More than 44.6 million unborn babies were aborted around the world in 2023, according to the website Worldometer. Vastly more unborn lives were killed by abortion than people who lost their lives to war last year.
Worldmeter collects statistics from various resources, including the World Health Organisation (WHO), and displays estimated counts in real-time, including global deaths.
While the website reported total deaths to be over 60.6 million, this figure did not include the 44.6 million abortions that took place in 2023, which were shown separately.
Once again, abortion was the leading cause of death last year, far outnumbering the next seven causes combined, which included cancer, smoking, alcohol and HIV/AIDS.
The abortion death toll in 2023 also outstripped total military deaths in both world wars combined.
There was likely a record number of abortions in the UK last year, as in 2022 when deaths surged to unprecedented levels. There were 123,219 abortions in England and Wales between January and June 2022 (data for the second half of the year has yet to be released) while there were 16,584 abortions in Scotland over the whole year.
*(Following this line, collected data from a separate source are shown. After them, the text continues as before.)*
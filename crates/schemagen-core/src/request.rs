use std::collections::BTreeMap;
use std::fmt;
use std::time::Duration;

use reqwest::Url;
use serde::Serialize;

use crate::error::{ConfigError, Result};

/// Classification of a failed schema fetch attempt.
#[derive(Debug, Clone, Copy, PartialEq, Eq, Hash, Serialize)]
pub enum FailureClass {
    /// Connection or I/O failure before a response was received.
    Transport,
    /// The server answered with a 5xx status.
    Server,
    /// The server answered with a 4xx or any other non-200, non-5xx status.
    Client,
    /// HTTP 200 whose body carries a GraphQL `errors` list.
    InBand,
}

impl FailureClass {
    /// Whether resubmitting the same request could produce a different outcome.
    pub fn is_transient(self) -> bool {
        matches!(self, Self::Transport | Self::Server)
    }
}

impl fmt::Display for FailureClass {
    fn fmt(&self, formatter: &mut fmt::Formatter<'_>) -> fmt::Result {
        let label = match self {
            Self::Transport => "TransportError",
            Self::Server => "ServerError",
            Self::Client => "ClientError",
            Self::InBand => "InBandError",
        };
        formatter.write_str(label)
    }
}

/// A validated, immutable description of one logical schema fetch.
///
/// A zero timeout means "no limit". `max_retries` counts retries after the
/// initial attempt, so a request is attempted at most `max_retries + 1` times.
#[derive(Debug, Clone, PartialEq, Eq)]
pub struct FetchRequest {
    /// Absolute http(s) endpoint
    url: Url,
    /// Header name to value
    headers: BTreeMap<String, String>,
    /// Connection establishment timeout
    connect_timeout: Duration,
    /// Socket read timeout
    read_timeout: Duration,
    /// Retries allowed after the first attempt
    max_retries: u32,
    /// Linear backoff unit between attempts
    backoff_base: Duration,
}

impl FetchRequest {
    /// Creates a request for `url` with no headers, no timeouts and no retries.
    ///
    /// # Errors
    /// Returns an error if the URL is blank, relative, unparsable or not http(s).
    pub fn new(url: &str) -> Result<Self> {
        Ok(Self {
            url: parse_endpoint(url)?,
            headers: BTreeMap::new(),
            connect_timeout: Duration::ZERO,
            read_timeout: Duration::ZERO,
            max_retries: 0,
            backoff_base: Duration::ZERO,
        })
    }

    /// Replaces the request headers.
    #[must_use]
    pub fn with_headers(mut self, headers: BTreeMap<String, String>) -> Self {
        self.headers = headers;
        self
    }

    /// Sets the connect timeout.
    #[must_use]
    pub fn with_connect_timeout(mut self, timeout: Duration) -> Self {
        self.connect_timeout = timeout;
        self
    }

    /// Sets the read timeout.
    #[must_use]
    pub fn with_read_timeout(mut self, timeout: Duration) -> Self {
        self.read_timeout = timeout;
        self
    }

    /// Sets the number of retries allowed after the first attempt.
    #[must_use]
    pub fn with_max_retries(mut self, max_retries: u32) -> Self {
        self.max_retries = max_retries;
        self
    }

    /// Sets the linear backoff base.
    #[must_use]
    pub fn with_backoff_base(mut self, backoff_base: Duration) -> Self {
        self.backoff_base = backoff_base;
        self
    }

    /// Endpoint URL.
    pub fn url(&self) -> &Url {
        &self.url
    }

    /// Configured headers.
    pub fn headers(&self) -> &BTreeMap<String, String> {
        &self.headers
    }

    /// Header names only, for diagnostics that must not leak secrets.
    pub fn header_names(&self) -> Vec<String> {
        self.headers.keys().cloned().collect()
    }

    /// Connect timeout, zero meaning unlimited.
    pub fn connect_timeout(&self) -> Duration {
        self.connect_timeout
    }

    /// Read timeout, zero meaning unlimited.
    pub fn read_timeout(&self) -> Duration {
        self.read_timeout
    }

    /// Retries allowed after the first attempt.
    pub fn max_retries(&self) -> u32 {
        self.max_retries
    }

    /// Linear backoff base.
    pub fn backoff_base(&self) -> Duration {
        self.backoff_base
    }
}

/// Parses and checks a schema endpoint URL.
///
/// # Errors
/// Returns an error if the URL is blank, not absolute, or not http/https.
pub fn parse_endpoint(raw: &str) -> Result<Url> {
    let trimmed = raw.trim();
    if trimmed.is_empty() {
        return Err(ConfigError::MissingUrl);
    }

    let url = Url::parse(trimmed).map_err(|err| ConfigError::InvalidUrl {
        url: trimmed.to_owned(),
        reason: err.to_string(),
    })?;

    match url.scheme() {
        "http" | "https" => Ok(url),
        other => Err(ConfigError::UnsupportedScheme {
            url: trimmed.to_owned(),
            scheme: other.to_owned(),
        }),
    }
}
use std::sync::Arc;

use crate::diagnostic::{RuleId, Severity, ValidationDiagnostic};

/// Package and public type declaration check
pub mod basic_syntax;
/// Brace count check
pub mod braces;
/// Parenthesis count check
pub mod parentheses;
/// Line-oriented statement terminator check
pub mod semicolon;

pub use basic_syntax::BasicSyntaxRule;
pub use braces::BracesBalancedRule;
pub use parentheses::ParenthesesBalancedRule;
pub use semicolon::SemicolonTerminationRule;

/// A named, stateless check over generated source text.
///
/// Rules only read their input, so they may run in any order or in parallel.
pub trait ValidationRule: Send + Sync {
    /// Stable identifier used by ignore lists.
    fn id(&self) -> RuleId;

    /// Severity of a failure when the rule is not ignored.
    fn severity(&self) -> Severity;

    /// Runs the check.
    fn check(&self, source: &str) -> RuleOutcome;
}

/// Result of running one rule.
#[derive(Debug, Clone, PartialEq, Eq, Default)]
pub struct RuleOutcome {
    /// Findings; empty when the rule passed
    pub diagnostics: Vec<ValidationDiagnostic>,
}

impl RuleOutcome {
    /// A passing outcome.
    pub fn pass() -> Self {
        Self::default()
    }

    /// A failing outcome with the given findings.
    pub fn fail(diagnostics: Vec<ValidationDiagnostic>) -> Self {
        Self { diagnostics }
    }

    /// Whether the rule passed.
    pub fn passed(&self) -> bool {
        self.diagnostics.is_empty()
    }
}

/// The baseline rules in execution order.
pub fn baseline_rules() -> Vec<Arc<dyn ValidationRule>> {
    vec![
        Arc::new(BasicSyntaxRule),
        Arc::new(BracesBalancedRule),
        Arc::new(SemicolonTerminationRule),
        Arc::new(ParenthesesBalancedRule),
    ]
}

/// Counts `open` and `close` characters in `source`.
fn count_pair(source: &str, open: char, close: char) -> (usize, usize) {
    source.chars().fold((0, 0), |(opened, closed), ch| {
        if ch == open {
            (opened + 1, closed)
        } else if ch == close {
            (opened, closed + 1)
        } else {
            (opened, closed)
        }
    })
}
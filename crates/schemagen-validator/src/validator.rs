use std::sync::Arc;

use tracing::{debug, error, info, warn};

use crate::diagnostic::{Severity, ValidationDiagnostic, ValidationReport};
use crate::ignore::RuleIgnoreSet;
use crate::rules::{ValidationRule, baseline_rules};
use crate::sink::ReportSink;

/// Runs an ordered rule set over generated source text.
///
/// Blocking (`Error`) rules run in order and stop at the first failure that
/// is not ignored. Advisory (`Warning`) rules always run. Holds no mutable
/// state, so one validator can serve concurrent calls.
#[derive(Clone)]
pub struct CodeValidator {
    /// Rules in execution order
    rules: Vec<Arc<dyn ValidationRule>>,
}

impl Default for CodeValidator {
    fn default() -> Self {
        Self::new(baseline_rules())
    }
}

impl CodeValidator {
    /// Creates a validator with a custom rule list.
    pub fn new(rules: Vec<Arc<dyn ValidationRule>>) -> Self {
        Self { rules }
    }

    /// Rules in execution order.
    pub fn rules(&self) -> &[Arc<dyn ValidationRule>] {
        &self.rules
    }

    /// Validates `source`.
    ///
    /// A failing rule listed in `ignore` is downgraded: a blocking failure
    /// becomes warnings and an advisory one is dropped. `language_hint` is
    /// recorded for diagnostics only; every rule currently targets Java.
    /// When the report fails and a `sink` is given, the formatted error
    /// report is written to it. Sink failures are logged and never change
    /// the returned report.
    pub fn validate(
        &self,
        source: &str,
        ignore: &RuleIgnoreSet,
        language_hint: &str,
        sink: Option<&dyn ReportSink>,
    ) -> ValidationReport {
        debug!(
            "Validating {} bytes of {language_hint} source with {} rule(s)",
            source.len(),
            self.rules.len()
        );

        let mut diagnostics = Vec::new();
        let mut blocked = false;

        for rule in &self.rules {
            let blocking = rule.severity() == Severity::Error;
            if blocking && blocked {
                continue;
            }

            let outcome = rule.check(source);
            if outcome.passed() {
                continue;
            }

            let ignored = ignore.contains(rule.id());
            match (blocking, ignored) {
                (true, true) => {
                    warn!("[{}] validation failed but was ignored by configuration", rule.id());
                    diagnostics.extend(
                        outcome
                            .diagnostics
                            .into_iter()
                            .map(ValidationDiagnostic::downgraded),
                    );
                }
                (true, false) => {
                    for diag in &outcome.diagnostics {
                        error!("Code validation error: {}", diag.message);
                    }
                    diagnostics.extend(outcome.diagnostics);
                    blocked = true;
                }
                (false, true) => {
                    debug!("[{}] advisory finding suppressed by configuration", rule.id());
                }
                (false, false) => {
                    for diag in &outcome.diagnostics {
                        warn!("{diag}");
                    }
                    diagnostics.extend(outcome.diagnostics);
                }
            }
        }

        let report = ValidationReport::from_diagnostics(diagnostics);
        if let Some(sink) = sink.filter(|_| !report.passed()) {
            emit_report(&report, sink);
        }
        report
    }
}

fn emit_report(report: &ValidationReport, sink: &dyn ReportSink) {
    match sink.write_report(&report.format_error_report()) {
        Ok(()) => info!("Validation errors written to {}", sink.describe()),
        Err(err) => error!(
            "Failed to write validation errors to {}: {err}",
            sink.describe()
        ),
    }
}

#[cfg(test)]
mod tests {
    use super::*;
    use crate::diagnostic::RuleId;
    use crate::rules::{BasicSyntaxRule, RuleOutcome};
    use std::io::{Error as IoError, Result as IoResult};
    use std::sync::Mutex;
    use std::sync::atomic::{AtomicUsize, Ordering};

    const VALID: &str = "package com.example;\n\npublic class Api {\n    private int count = 0;\n\n    public int next() {\n        count = count + 1;\n        return count;\n    }\n}\n";

    #[derive(Default)]
    struct MemorySink {
        reports: Mutex<Vec<String>>,
    }

    impl ReportSink for MemorySink {
        fn write_report(&self, report: &str) -> IoResult<()> {
            self.reports.lock().unwrap().push(report.to_owned());
            Ok(())
        }

        fn describe(&self) -> String {
            "memory".to_owned()
        }
    }

    struct FailingSink;

    impl ReportSink for FailingSink {
        fn write_report(&self, _report: &str) -> IoResult<()> {
            Err(IoError::other("disk full"))
        }

        fn describe(&self) -> String {
            "failing".to_owned()
        }
    }

    /// Counts invocations of a blocking rule that always passes.
    struct CountingRule {
        calls: AtomicUsize,
    }

    impl ValidationRule for CountingRule {
        fn id(&self) -> RuleId {
            RuleId::SemicolonTermination
        }

        fn severity(&self) -> Severity {
            Severity::Error
        }

        fn check(&self, _source: &str) -> RuleOutcome {
            self.calls.fetch_add(1, Ordering::SeqCst);
            RuleOutcome::pass()
        }
    }

    fn rules_of(report: &ValidationReport) -> Vec<(RuleId, Severity)> {
        report
            .diagnostics()
            .iter()
            .map(|diag| (diag.rule, diag.severity))
            .collect()
    }

    #[test]
    fn test_valid_source_passes_without_errors() {
        let report = CodeValidator::default().validate(VALID, &RuleIgnoreSet::new(), "Java", None);
        assert!(report.passed());
        assert_eq!(report.errors().count(), 0);
        assert!(report.diagnostics().is_empty());
    }

    #[test]
    fn test_missing_package_short_circuits_blocking_rules() {
        let counting = Arc::new(CountingRule {
            calls: AtomicUsize::new(0),
        });
        let validator = CodeValidator::new(vec![
            Arc::new(BasicSyntaxRule),
            Arc::clone(&counting) as Arc<dyn ValidationRule>,
        ]);
        let source = VALID.replace("package com.example;\n", "");

        let report = validator.validate(&source, &RuleIgnoreSet::new(), "Java", None);

        assert!(!report.passed());
        assert_eq!(rules_of(&report), vec![(RuleId::BasicSyntax, Severity::Error)]);
        assert_eq!(counting.calls.load(Ordering::SeqCst), 0);
    }

    #[test]
    fn test_ignored_braces_become_warning() {
        let source = format!("{VALID}}}\n");
        let ignore: RuleIgnoreSet = ["braces_balanced"].into_iter().collect();

        let report = CodeValidator::default().validate(&source, &ignore, "Java", None);

        assert!(report.passed());
        assert_eq!(
            rules_of(&report),
            vec![(RuleId::BracesBalanced, Severity::Warning)]
        );
        assert!(report.diagnostics()[0].message.starts_with("Unbalanced braces"));
    }

    #[test]
    fn test_parentheses_only_warn() {
        let source = VALID.replace("count + 1;", "(count + 1;");
        let report = CodeValidator::default().validate(&source, &RuleIgnoreSet::new(), "Java", None);
        assert!(report.passed());
        assert_eq!(
            rules_of(&report),
            vec![(RuleId::ParenthesesBalanced, Severity::Warning)]
        );

        let ignore: RuleIgnoreSet = ["PARENTHESES_BALANCED"].into_iter().collect();
        let suppressed = CodeValidator::default().validate(&source, &ignore, "Java", None);
        assert!(suppressed.diagnostics().is_empty());
    }

    #[test]
    fn test_parentheses_still_run_after_blocking_failure() {
        let source = VALID
            .replace("package com.example;\n", "")
            .replace("count + 1;", "(count + 1;");
        let report = CodeValidator::default().validate(&source, &RuleIgnoreSet::new(), "Java", None);
        assert_eq!(
            rules_of(&report),
            vec![
                (RuleId::BasicSyntax, Severity::Error),
                (RuleId::ParenthesesBalanced, Severity::Warning),
            ]
        );
    }

    #[test]
    fn test_validation_is_idempotent() {
        let source = VALID.replace("private int count = 0;", "private int count = 0");
        let validator = CodeValidator::default();
        let first = validator.validate(&source, &RuleIgnoreSet::new(), "Java", None);
        let second = validator.validate(&source, &RuleIgnoreSet::new(), "Java", None);
        assert_eq!(first, second);
        assert!(!first.passed());
    }

    #[test]
    fn test_language_hint_does_not_change_outcome() {
        let validator = CodeValidator::default();
        let java = validator.validate(VALID, &RuleIgnoreSet::new(), "Java", None);
        let typescript = validator.validate(VALID, &RuleIgnoreSet::new(), "TypeScript", None);
        assert_eq!(java, typescript);
    }

    #[test]
    fn test_sink_receives_report_only_on_failure() {
        let sink = MemorySink::default();
        let validator = CodeValidator::default();

        validator.validate(VALID, &RuleIgnoreSet::new(), "Java", Some(&sink));
        assert!(sink.reports.lock().unwrap().is_empty());

        let broken = VALID.replace("private int count = 0;", "private int count = 0");
        let report = validator.validate(&broken, &RuleIgnoreSet::new(), "Java", Some(&sink));
        assert!(!report.passed());

        let reports = sink.reports.lock().unwrap();
        assert_eq!(reports.len(), 1);
        assert!(reports[0].contains("Code validation error: Missing semicolon at line 4"));
    }

    #[test]
    fn test_sink_failure_does_not_change_report() {
        let broken = VALID.replace("private int count = 0;", "private int count = 0");
        let validator = CodeValidator::default();
        let with_sink = validator.validate(&broken, &RuleIgnoreSet::new(), "Java", Some(&FailingSink));
        let without = validator.validate(&broken, &RuleIgnoreSet::new(), "Java", None);
        assert_eq!(with_sink, without);
    }
}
Medical abortion (abortion pills) accounted for most unborn deaths in the UK.
SPUC comment
A SPUC spokesperson said: “While deaths from war and other forms of violence, as well as disease, are rightly lamented in the media, the millions of unborn lives lost to abortion are reduced to a mere footnote, if they gain any mention at all, and it is as if they didn’t matter or never really existed at all.
“But these lives did matter, of course, and they still do. Each life, every boy and girl who had their existence snatched away from them mattered – because life is valuable, and every child has an inherent right to life, which we must strive to protect.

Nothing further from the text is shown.